In early May, my mother-in-law in Romania was diagnosed with pancreatic cancer. For days, I was too stunned to pray. All our plans and routines fell to the wayside, and over the next five months, my wife and I found ourselves on a rollercoaster of shock and grief. It was a journey of mountains and valleys (mainly valleys) made darker by months of separation.

At first, Corina spent a month in Romania as the primary caregiver for her mother. She came home for a few weeks in the middle of summer before the situation worsened to the point she had to go back. Two more months passed, with each day adding to the burden of separation. The trial brought with it the wait and weight of not knowing when the end would come.

Looking back, the whole summer is a blur. For me, the bleary-eyed burden of life as a single father, continuing to juggle all my responsibilities but (with Corina gone) having to do so while standing on one foot. For Corina, a fog of isolation and dread, the harrowing the experience of watching aggressive cancer mangle the body of a loved one.

Corina’s dad struggled against cancer for three years before succumbing in 2013. Corina’s mom traveled the same decline, in just a little more than four months.

Every week, when I would talk with my mother-in-law on FaceTime, or when Corina would send me pictures, I would assume that the end was near. It can’t possibly get any worse, I’d say. And then, it would. Pictures of my mother-in-law that would shock me one week would look “not so bad” the next. The ravaging effects of cancer became so horrifying that I found myself reaching out for Holocaust analogies to help people understand what we were witnessing.

When I finally arrived in Romania, the two of us collapsed into each other’s arms and cried. Many of my tears were shed for Corina; I could see the physical toll these months had taken on her.

Since September, when Corina’s mother went to her reward, we’ve come to realize that the trial continues, just in a new form. Now, we are met everywhere we turn by a strong and enduring sense of loss. Dazed by the events of this year. Exhausted from how long the trial seemed to go on, yet shell-shocked by how fast it all took place. Disoriented by the knowledge that for my wife and me there is no home in Romania to return to again. Disillusioned and wondering why the plan of God was to take both of Corina’s parents at a relatively young age.

Give Thanks in Everything?

“Give thanks in everything; for this is God’s will for you in Christ Jesus.” It’s the time of year when Paul’s admonition to the Thessalonians gets quoted. And I confess that this word from God is hard to hear this year.
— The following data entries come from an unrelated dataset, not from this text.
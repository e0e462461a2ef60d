//! Medifirst schema variant
//!
//! Same capability as the Khanza variant over a Medifirst-style schema:
//! registration lives in `t_pendaftaran`, master data in `m_*` tables and
//! the SatuSehat ids are stored directly on the master rows.

use crate::adapters::source::rows::{
    DiagnosisRow, MedicationDispenseRow, MedicationRequestRow, ObservationRow, ProcedureRow,
    VisitRow,
};
use crate::adapters::source::VisitSource;
use crate::domain::{
    Diagnosis, MedicationDispense, MedicationRequest, ObservationLab, ObservationRadiology,
    Procedure, SourceError, Visit,
};
use async_trait::async_trait;
use chrono::NaiveDateTime;
use sqlx::MySqlPool;

const VISITS_BETWEEN: &str = r#"
SELECT t.no_register                      AS visit_id,
       COALESCE(ps.id_satusehat, '')      AS patient_satusehat_id,
       COALESCE(ps.nik, '')               AS patient_nik,
       COALESCE(ps.nama_lengkap, '')      AS patient_name,
       COALESCE(ps.jenis_kelamin, '')     AS patient_sex,
       ps.tgl_lahir                       AS patient_birth_date,
       COALESCE(ps.alamat, '')            AS patient_address,
       COALESCE(pg.nik, '')               AS practitioner_nik,
       COALESCE(pg.id_satusehat, '')      AS practitioner_satusehat_id,
       COALESCE(pg.nama_pegawai, '')      AS practitioner_name,
       COALESCE(ru.id_satusehat, '')      AS clinic_satusehat_id,
       COALESCE(ru.nama_ruangan, '')      AS clinic_name,
       CAST(tv.sistole AS CHAR)           AS systole,
       CAST(tv.diastole AS CHAR)          AS diastole,
       CAST(tv.frekuensi_nadi AS CHAR)    AS heart_rate,
       CAST(tv.frekuensi_nafas AS CHAR)   AS respiration_rate,
       CAST(tv.saturasi_o2 AS CHAR)       AS oxygen_saturation,
       CAST(tv.suhu AS CHAR)              AS temperature,
       t.tgl_pendaftaran                  AS period_start_date,
       t.tgl_pulang                       AS period_end_date,
       t.tgl_pendaftaran                  AS arrived_start_time,
       t.tgl_masuk_ruangan                AS arrived_end_time,
       t.tgl_masuk_ruangan                AS in_progress_start_time,
       t.tgl_selesai_periksa              AS in_progress_end_time,
       t.tgl_selesai_periksa              AS finish_start_time,
       t.tgl_pulang                       AS finish_end_time
FROM t_pendaftaran t
         JOIN m_pasien ps ON ps.id_pasien = t.id_pasien
         JOIN m_pegawai pg ON pg.id_pegawai = t.id_dokter
         JOIN m_ruangan ru ON ru.id_ruangan = t.id_ruangan
         LEFT JOIN t_tanda_vital tv ON tv.no_register = t.no_register
WHERE t.status_pulang = 'Selesai'
  AND t.tgl_pendaftaran BETWEEN ? AND ?
"#;

const DIAGNOSIS_BY_VISIT: &str = r#"
SELECT td.no_register            AS visit_id,
       COALESCE(mi.kode_icd, '') AS diagnosis_code,
       COALESCE(mi.nama_icd, '') AS diagnosis_name,
       td.tgl_diagnosa           AS diagnosis_date
FROM t_diagnosa td
         JOIN m_icd10 mi ON mi.id_icd = td.id_icd
WHERE td.no_register = ?
ORDER BY td.urutan
"#;

const LAB_BY_VISIT: &str = r#"
SELECT tl.id_tindakan            AS visit_id,
       COALESCE(ml.nama_periksa, '') AS lab_name,
       tl.parameter              AS lab_parameter,
       tl.satuan                 AS lab_unit,
       tl.nilai_normal           AS lab_normal,
       tl.hasil                  AS lab_result,
       tl.flag                   AS lab_flag,
       tl.metode                 AS lab_method,
       ml.kode_loinc             AS lab_loinc_code,
       ml.nama_loinc             AS lab_loinc_name,
       pg.id_satusehat           AS practitioner_id,
       COALESCE(pg.nama_pegawai, '') AS practitioner_name
FROM t_hasil_lab tl
         JOIN m_periksa_lab ml ON ml.id_periksa = tl.id_periksa
         JOIN m_pegawai pg ON pg.id_pegawai = tl.id_dokter
WHERE tl.no_register = ?
"#;

const RADIOLOGY_BY_VISIT: &str = r#"
SELECT tr.id_tindakan            AS visit_id,
       COALESCE(mr.nama_periksa, '') AS lab_name,
       tr.pemeriksaan            AS lab_parameter,
       NULL                      AS lab_unit,
       NULL                      AS lab_normal,
       tr.hasil_bacaan           AS lab_result,
       NULL                      AS lab_flag,
       NULL                      AS lab_method,
       mr.kode_loinc             AS lab_loinc_code,
       mr.nama_loinc             AS lab_loinc_name,
       pg.id_satusehat           AS practitioner_id,
       COALESCE(pg.nama_pegawai, '') AS practitioner_name
FROM t_hasil_radiologi tr
         JOIN m_periksa_radiologi mr ON mr.id_periksa = tr.id_periksa
         JOIN m_pegawai pg ON pg.id_pegawai = tr.id_dokter
WHERE tr.no_register = ?
"#;

const MEDICATION_REQUEST_BY_VISIT: &str = r#"
SELECT tr.id_resep               AS visit_id,
       CASE WHEN tr.jenis_rawat = 'RI' THEN 'Inpatient' ELSE 'Outpatient' END AS patient_type,
       tr.tgl_resep              AS date,
       ob.kode_obat              AS medicine_code,
       tr.no_resep               AS prescription_id,
       ob.kode_kfa               AS kfa_code,
       ob.nama_kfa               AS kfa_name,
       CASE WHEN dr.is_racikan = 1 THEN 'Compound' ELSE 'NonCompound' END AS type,
       pg.id_satusehat           AS practitioner_id,
       pg.nama_pegawai           AS practitioner_name,
       dr.jumlah                 AS amount,
       COALESCE(ob.satuan, '')   AS unit
FROM t_resep tr
         JOIN t_resep_detail dr ON dr.no_resep = tr.no_resep
         JOIN m_obat ob ON ob.id_obat = dr.id_obat
         JOIN m_pegawai pg ON pg.id_pegawai = tr.id_dokter
WHERE tr.no_register = ?
"#;

const MEDICATION_DISPENSE_BY_VISIT: &str = r#"
SELECT tp.id_penyerahan          AS visit_id,
       CASE WHEN tp.jenis_rawat = 'RI' THEN 'Inpatient' ELSE 'Outpatient' END AS patient_type,
       tp.tgl_penyiapan          AS date,
       COALESCE(ob.kode_obat, '') AS medicine_code,
       tp.no_resep               AS prescription_id,
       ob.kode_kfa               AS kfa_code,
       ob.nama_kfa               AS kfa_name,
       CASE WHEN tp.is_racikan = 1 THEN 'Compound' ELSE 'NonCompound' END AS type,
       pg.id_satusehat           AS practitioner_id,
       pg.nama_pegawai           AS practitioner_name,
       COALESCE(st.no_batch, '') AS batch_number,
       st.tgl_kadaluarsa         AS expired_date,
       tp.tgl_penyiapan          AS prescription_start_date,
       tp.tgl_penyerahan         AS handover_date
FROM t_penyerahan_obat tp
         JOIN m_obat ob ON ob.id_obat = tp.id_obat
         JOIN m_stok_obat st ON st.id_obat = ob.id_obat
         JOIN m_pegawai pg ON pg.id_pegawai = tp.id_apoteker
WHERE tp.no_register = ?
"#;

const PROCEDURE_BY_VISIT: &str = r#"
SELECT tt.id_tindakan            AS visit_id,
       COALESCE(mi.kode_icd9, '') AS procedure_code,
       COALESCE(mi.nama_icd9, '') AS procedure_name
FROM t_tindakan tt
         JOIN m_icd9 mi ON mi.id_icd9 = tt.id_icd9
WHERE tt.no_register = ?
ORDER BY tt.urutan
"#;

/// Medifirst-schema implementation of [`VisitSource`].
pub struct MedifirstVisitSource {
    pool: MySqlPool,
}

impl MedifirstVisitSource {
    pub fn new(pool: MySqlPool) -> Self {
        Self { pool }
    }

    async fn fetch_rows<R, T>(&self, sql: &str, visit_id: &str) -> Result<Vec<T>, SourceError>
    where
        R: for<'r> sqlx::FromRow<'r, sqlx::mysql::MySqlRow> + Send + Unpin,
        T: From<R>,
    {
        let rows: Vec<R> = sqlx::query_as(sql)
            .bind(visit_id)
            .fetch_all(&self.pool)
            .await
            .map_err(|e| SourceError::QueryFailed(e.to_string()))?;
        Ok(rows.into_iter().map(T::from).collect())
    }
}

#[async_trait]
impl VisitSource for MedifirstVisitSource {
    async fn fetch_visits_between(
        &self,
        start: NaiveDateTime,
        end: NaiveDateTime,
    ) -> Result<Vec<Visit>, SourceError> {
        let rows: Vec<VisitRow> = sqlx::query_as(VISITS_BETWEEN)
            .bind(start)
            .bind(end)
            .fetch_all(&self.pool)
            .await
            .map_err(|e| SourceError::QueryFailed(e.to_string()))?;
        Ok(rows.into_iter().map(Visit::from).collect())
    }

    async fn fetch_diagnosis(&self, visit_id: &str) -> Result<Vec<Diagnosis>, SourceError> {
        self.fetch_rows::<DiagnosisRow, _>(DIAGNOSIS_BY_VISIT, visit_id)
            .await
    }

    async fn fetch_lab(&self, visit_id: &str) -> Result<Vec<ObservationLab>, SourceError> {
        self.fetch_rows::<ObservationRow, _>(LAB_BY_VISIT, visit_id)
            .await
    }

    async fn fetch_radiology(
        &self,
        visit_id: &str,
    ) -> Result<Vec<ObservationRadiology>, SourceError> {
        self.fetch_rows::<ObservationRow, _>(RADIOLOGY_BY_VISIT, visit_id)
            .await
    }

    async fn fetch_medication_request(
        &self,
        visit_id: &str,
    ) -> Result<Vec<MedicationRequest>, SourceError> {
        self.fetch_rows::<MedicationRequestRow, _>(MEDICATION_REQUEST_BY_VISIT, visit_id)
            .await
    }

    async fn fetch_medication_dispense(
        &self,
        visit_id: &str,
    ) -> Result<Vec<MedicationDispense>, SourceError> {
        self.fetch_rows::<MedicationDispenseRow, _>(MEDICATION_DISPENSE_BY_VISIT, visit_id)
            .await
    }

    async fn fetch_procedure(&self, visit_id: &str) -> Result<Vec<Procedure>, SourceError> {
        self.fetch_rows::<ProcedureRow, _>(PROCEDURE_BY_VISIT, visit_id)
            .await
    }
}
Don’t misunderstand. I am grateful. Defiantly grateful in the face of all this pain.

In conversation this week, Corina and I thought of multiple things we were thankful for in the midst of this season of suffering. I choke up when I think of families at church and work who brought us meals so that, during my “single-dad stage,” my kids wouldn’t have to live on frozen foods! Family members ensured that I had help with transportation and childcare when I needed it. Leaders at my workplace prayed for me, supported me, and were flexible with my schedule. And, of course, we still have the hope of heaven—the beauty of knowing my mother-in-law is well cared for by the Savior who went ahead of her through the valley of the shadow death.
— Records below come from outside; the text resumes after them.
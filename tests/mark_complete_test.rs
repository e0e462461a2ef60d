//! Mark-complete sweep behavior
//!
//! The completeness predicate is an OR: old enough to force-complete, or
//! every enabled section present/valid.

mod common;

use common::{days_ago, filled_record, incomplete_record, MemoryVisitStore};
use garuda::core::{is_complete, MarkCompleteJob};
use garuda::domain::{MappingStatus, SectionToggles};
use std::sync::atomic::Ordering;
use std::sync::Arc;
use tokio::sync::watch;

fn shutdown_rx() -> watch::Receiver<bool> {
    watch::channel(false).1
}

#[tokio::test]
async fn test_old_visit_force_completed_regardless_of_sections() {
    // Visit 10 days old, mark_complete_days = 7, all sections still null.
    let store = Arc::new(MemoryVisitStore::with_records(vec![incomplete_record(
        "V-001",
        days_ago(10),
    )]));

    MarkCompleteJob::new(store.clone(), 7, SectionToggles::default())
        .run(shutdown_rx())
        .await
        .unwrap();

    let record = store.record("V-001").unwrap();
    assert_eq!(record.mapping_status, MappingStatus::Ready);
}

#[tokio::test]
async fn test_fresh_visit_with_all_sections_completed() {
    let store = Arc::new(MemoryVisitStore::with_records(vec![filled_record(
        "V-001",
        days_ago(1),
    )]));

    MarkCompleteJob::new(store.clone(), 7, SectionToggles::default())
        .run(shutdown_rx())
        .await
        .unwrap();

    assert_eq!(
        store.record("V-001").unwrap().mapping_status,
        MappingStatus::Ready
    );
}

#[tokio::test]
async fn test_fresh_visit_with_missing_sections_stays_incomplete() {
    let store = Arc::new(MemoryVisitStore::with_records(vec![incomplete_record(
        "V-001",
        days_ago(1),
    )]));

    MarkCompleteJob::new(store.clone(), 7, SectionToggles::default())
        .run(shutdown_rx())
        .await
        .unwrap();

    assert_eq!(
        store.record("V-001").unwrap().mapping_status,
        MappingStatus::Incomplete
    );
    assert_eq!(store.status_writes.load(Ordering::SeqCst), 0);
}

#[tokio::test]
async fn test_disabled_sections_excluded_from_predicate() {
    // Only diagnosis is filled; everything else is disabled, so the
    // record completes without waiting for the age fallback.
    let mut record = incomplete_record("V-001", days_ago(1));
    record.diagnosis = Some(common::diagnosis_payload(1));
    let store = Arc::new(MemoryVisitStore::with_records(vec![record]));
    let toggles = SectionToggles {
        disable_lab: true,
        disable_radiology: true,
        disable_procedure: true,
        disable_medication: true,
        ..SectionToggles::default()
    };

    MarkCompleteJob::new(store.clone(), 7, toggles)
        .run(shutdown_rx())
        .await
        .unwrap();

    assert_eq!(
        store.record("V-001").unwrap().mapping_status,
        MappingStatus::Ready
    );
}

#[tokio::test]
async fn test_ready_and_invalid_records_not_rescanned() {
    let mut ready = filled_record("V-001", days_ago(10));
    ready.mapping_status = MappingStatus::Ready;
    let mut invalid = incomplete_record("V-002", days_ago(10));
    invalid.mapping_status = MappingStatus::Invalid;
    let store = Arc::new(MemoryVisitStore::with_records(vec![ready, invalid]));

    MarkCompleteJob::new(store.clone(), 7, SectionToggles::default())
        .run(shutdown_rx())
        .await
        .unwrap();

    assert_eq!(store.status_writes.load(Ordering::SeqCst), 0);
    assert_eq!(
        store.record("V-002").unwrap().mapping_status,
        MappingStatus::Invalid
    );
}

#[test]
fn test_predicate_boundary() {
    let now = chrono::Local::now().naive_local();
    let toggles = SectionToggles::default();

    // Exactly at the threshold is not yet past it.
    let at_threshold = incomplete_record("V-001", now - chrono::Duration::days(7));
    assert!(!is_complete(&at_threshold, now, 7, &toggles));

    let past_threshold =
        incomplete_record("V-002", now - chrono::Duration::days(7) - chrono::Duration::hours(1));
    assert!(is_complete(&past_threshold, now, 7, &toggles));
}

#[test]
fn test_predicate_all_sections_present() {
    let now = chrono::Local::now().naive_local();
    let record = filled_record("V-001", now - chrono::Duration::days(1));
    assert!(is_complete(&record, now, 7, &SectionToggles::default()));
}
But all of these reasons for gratitude line the edges of a giant crater. An asteroid of suffering crashed into our lives, and no matter how thankful we are for the blessings unearthed in the fire, still—there’s a crater left behind. A deep sense of loss, all the common questions of why, and the inability to comprehend or fully accept what has just happened.
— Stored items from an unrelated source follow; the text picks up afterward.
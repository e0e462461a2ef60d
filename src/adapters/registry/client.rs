//! SatuSehat HTTP client
//!
//! One client instance is shared by all tasks. The cached access token
//! sits behind an async lock so overlapping sweeps cannot trigger
//! redundant refreshes or read a half-written token; a 401 from any call
//! invalidates the cache and the next call forces a refresh.

use crate::config::{HttpClientConfig, RegistryConfig, SecretString};
use crate::domain::{GarudaError, RegistryError, Result};
use chrono::{DateTime, Duration as ChronoDuration, TimeZone, Utc};
use secrecy::ExposeSecret;
use serde_json::Value;
use std::time::Duration;
use tokio::sync::Mutex;

/// Refresh this long before the token actually expires.
const EXPIRY_MARGIN_MINUTES: i64 = 5;

/// Cached OAuth2 access token.
#[derive(Debug, Clone)]
pub struct TokenDetail {
    pub access_token: String,
    pub issued_at: DateTime<Utc>,
    pub expires_at: DateTime<Utc>,
}

impl TokenDetail {
    /// Whether the token is within the safety margin of its expiry.
    pub fn is_expired(&self, now: DateTime<Utc>) -> bool {
        now >= self.expires_at - ChronoDuration::minutes(EXPIRY_MARGIN_MINUTES)
    }
}

/// SatuSehat registry client with a shared token cache.
pub struct RegistryClient {
    http: reqwest::Client,
    auth_url: String,
    base_url: String,
    client_id: String,
    client_secret: SecretString,
    retry: HttpClientConfig,
    token: Mutex<Option<TokenDetail>>,
}

impl RegistryClient {
    /// Build a client from configuration.
    ///
    /// # Errors
    ///
    /// Returns an error if the underlying HTTP client cannot be
    /// constructed.
    pub fn new(config: &RegistryConfig) -> Result<Self> {
        let http = reqwest::Client::builder()
            .timeout(Duration::from_secs(config.http.timeout_secs))
            .build()
            .map_err(|e| GarudaError::Configuration(format!("http client: {e}")))?;

        Ok(Self {
            http,
            auth_url: config.auth_url.trim_end_matches('/').to_string(),
            base_url: config.base_url.trim_end_matches('/').to_string(),
            client_id: config.client_id.clone(),
            client_secret: config.client_secret.clone(),
            retry: config.http.clone(),
            token: Mutex::new(None),
        })
    }

    /// Submit one serialized transaction bundle.
    ///
    /// Returns the raw response body on success. A 401 invalidates the
    /// cached token before the error is returned.
    pub async fn post_bundle(&self, payload: &str) -> Result<String, RegistryError> {
        let token = self.bearer_token().await?;
        let request = self
            .http
            .post(&self.base_url)
            .bearer_auth(token)
            .header(reqwest::header::CONTENT_TYPE, "application/json")
            .body(payload.to_string());

        let response = self.execute(request).await?;
        match Self::classify(response).await {
            Err(RegistryError::Unauthorized { status, body }) => {
                self.invalidate_token().await;
                Err(RegistryError::Unauthorized { status, body })
            }
            other => other,
        }
    }

    /// Resolve a patient's SatuSehat id by national identity number.
    pub async fn lookup_patient_id(&self, nik: &str) -> Result<String, RegistryError> {
        let body = self.search("Patient", nik).await?;
        let parsed: Value = serde_json::from_str(&body).unwrap_or(Value::Null);

        // Patient search returns both the patient and related resources;
        // the patient's own id starts with "P".
        let id = parsed["entry"]
            .as_array()
            .into_iter()
            .flatten()
            .filter_map(|entry| entry["resource"]["id"].as_str())
            .find(|id| id.starts_with('P'))
            .map(str::to_string);

        id.ok_or(RegistryError::NotFound {
            resource: "Patient".to_string(),
            body,
        })
    }

    /// Resolve a practitioner's SatuSehat id by national identity number.
    pub async fn lookup_practitioner_id(&self, nik: &str) -> Result<String, RegistryError> {
        let body = self.search("Practitioner", nik).await?;
        let parsed: Value = serde_json::from_str(&body).unwrap_or(Value::Null);

        let id = parsed["entry"][0]["resource"]["id"]
            .as_str()
            .map(str::to_string);

        id.ok_or(RegistryError::NotFound {
            resource: "Practitioner".to_string(),
            body,
        })
    }

    /// Currently cached token, if any. Exposed for observability.
    pub async fn cached_token(&self) -> Option<TokenDetail> {
        self.token.lock().await.clone()
    }

    async fn search(&self, resource: &str, nik: &str) -> Result<String, RegistryError> {
        let token = self.bearer_token().await?;
        let request = self
            .http
            .get(format!("{}/{resource}", self.base_url))
            .query(&[(
                "identifier",
                format!("https://fhir.kemkes.go.id/id/nik|{nik}"),
            )])
            .bearer_auth(token);

        let response = self.execute(request).await?;
        match Self::classify(response).await {
            Err(RegistryError::Unauthorized { status, body }) => {
                self.invalidate_token().await;
                Err(RegistryError::Unauthorized { status, body })
            }
            other => other,
        }
    }

    /// Valid bearer token, refreshing inside the lock when needed.
    async fn bearer_token(&self) -> Result<String, RegistryError> {
        let mut slot = self.token.lock().await;
        match slot.as_ref() {
            Some(token) if !token.is_expired(Utc::now()) => Ok(token.access_token.clone()),
            _ => {
                let token = self.refresh_token().await?;
                let access_token = token.access_token.clone();
                *slot = Some(token);
                Ok(access_token)
            }
        }
    }

    async fn invalidate_token(&self) {
        *self.token.lock().await = None;
    }

    async fn refresh_token(&self) -> Result<TokenDetail, RegistryError> {
        let url = format!("{}/accesstoken?grant_type=client_credentials", self.auth_url);
        tracing::debug!(url = %url, "refreshing registry token");

        let request = self.http.post(&url).form(&[
            ("client_id", self.client_id.as_str()),
            ("client_secret", self.client_secret.expose_secret().as_str()),
        ]);

        let response = self.execute(request).await?;
        let body = Self::classify(response).await?;

        let parsed: Value =
            serde_json::from_str(&body).map_err(|e| RegistryError::Execution(e.to_string()))?;

        let access_token = parsed["access_token"].as_str().unwrap_or_default();
        if access_token.is_empty() {
            return Err(RegistryError::Execution(
                "token response carried no access_token".to_string(),
            ));
        }

        // The auth endpoint returns numbers as strings: issued_at in
        // epoch milliseconds, expires_in in seconds.
        let issued_at_ms = value_as_i64(&parsed["issued_at"]).unwrap_or_default();
        let expires_in_secs = value_as_i64(&parsed["expires_in"]).unwrap_or_default();
        let issued_at = Utc
            .timestamp_millis_opt(issued_at_ms)
            .single()
            .unwrap_or_else(Utc::now);

        Ok(TokenDetail {
            access_token: access_token.to_string(),
            issued_at,
            expires_at: issued_at + ChronoDuration::seconds(expires_in_secs),
        })
    }

    /// Send with bounded retry on transport-level failures only.
    async fn execute(
        &self,
        request: reqwest::RequestBuilder,
    ) -> Result<reqwest::Response, RegistryError> {
        let mut wait = Duration::from_secs(self.retry.retry_wait_secs);
        let max_wait = Duration::from_secs(self.retry.retry_max_wait_secs);
        let mut last_error = String::new();

        for attempt in 0..=self.retry.retry_count {
            let Some(cloned) = request.try_clone() else {
                return request
                    .send()
                    .await
                    .map_err(|e| RegistryError::Execution(e.to_string()));
            };
            match cloned.send().await {
                Ok(response) => return Ok(response),
                Err(e) => {
                    last_error = e.to_string();
                    if attempt < self.retry.retry_count {
                        tracing::warn!(attempt, error = %last_error, "registry request failed, retrying");
                        tokio::time::sleep(wait).await;
                        wait = (wait * 2).min(max_wait);
                    }
                }
            }
        }

        Err(RegistryError::Execution(last_error))
    }

    /// Split a response into the publish engine's outcome classes.
    async fn classify(response: reqwest::Response) -> Result<String, RegistryError> {
        let status = response.status();
        let body = response
            .text()
            .await
            .map_err(|e| RegistryError::Execution(e.to_string()))?;

        if status == reqwest::StatusCode::UNAUTHORIZED {
            return Err(RegistryError::Unauthorized {
                status: status.as_u16(),
                body,
            });
        }
        if status.is_server_error() {
            return Err(RegistryError::Server {
                status: status.as_u16(),
                body,
            });
        }
        if !status.is_success() {
            return Err(RegistryError::Response {
                status: status.as_u16(),
                body,
            });
        }
        Ok(body)
    }
}

fn value_as_i64(value: &Value) -> Option<i64> {
    match value {
        Value::Number(n) => n.as_i64(),
        Value::String(s) => s.parse().ok(),
        _ => None,
    }
}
I know many others are, like us, struggling toward Thanksgiving this year. Please know you’re not alone.

There is no guilt in weeping. Even our Lord wept. There is no shame in barely hanging on to threads of hope. We look ahead into the darkness of grief with that all-too-common mix of trepidation and trust. We know that God will not waste our sufferings, and so, with as feeble and frail a whisper we can muster this year, still we say: Jesus, thank you.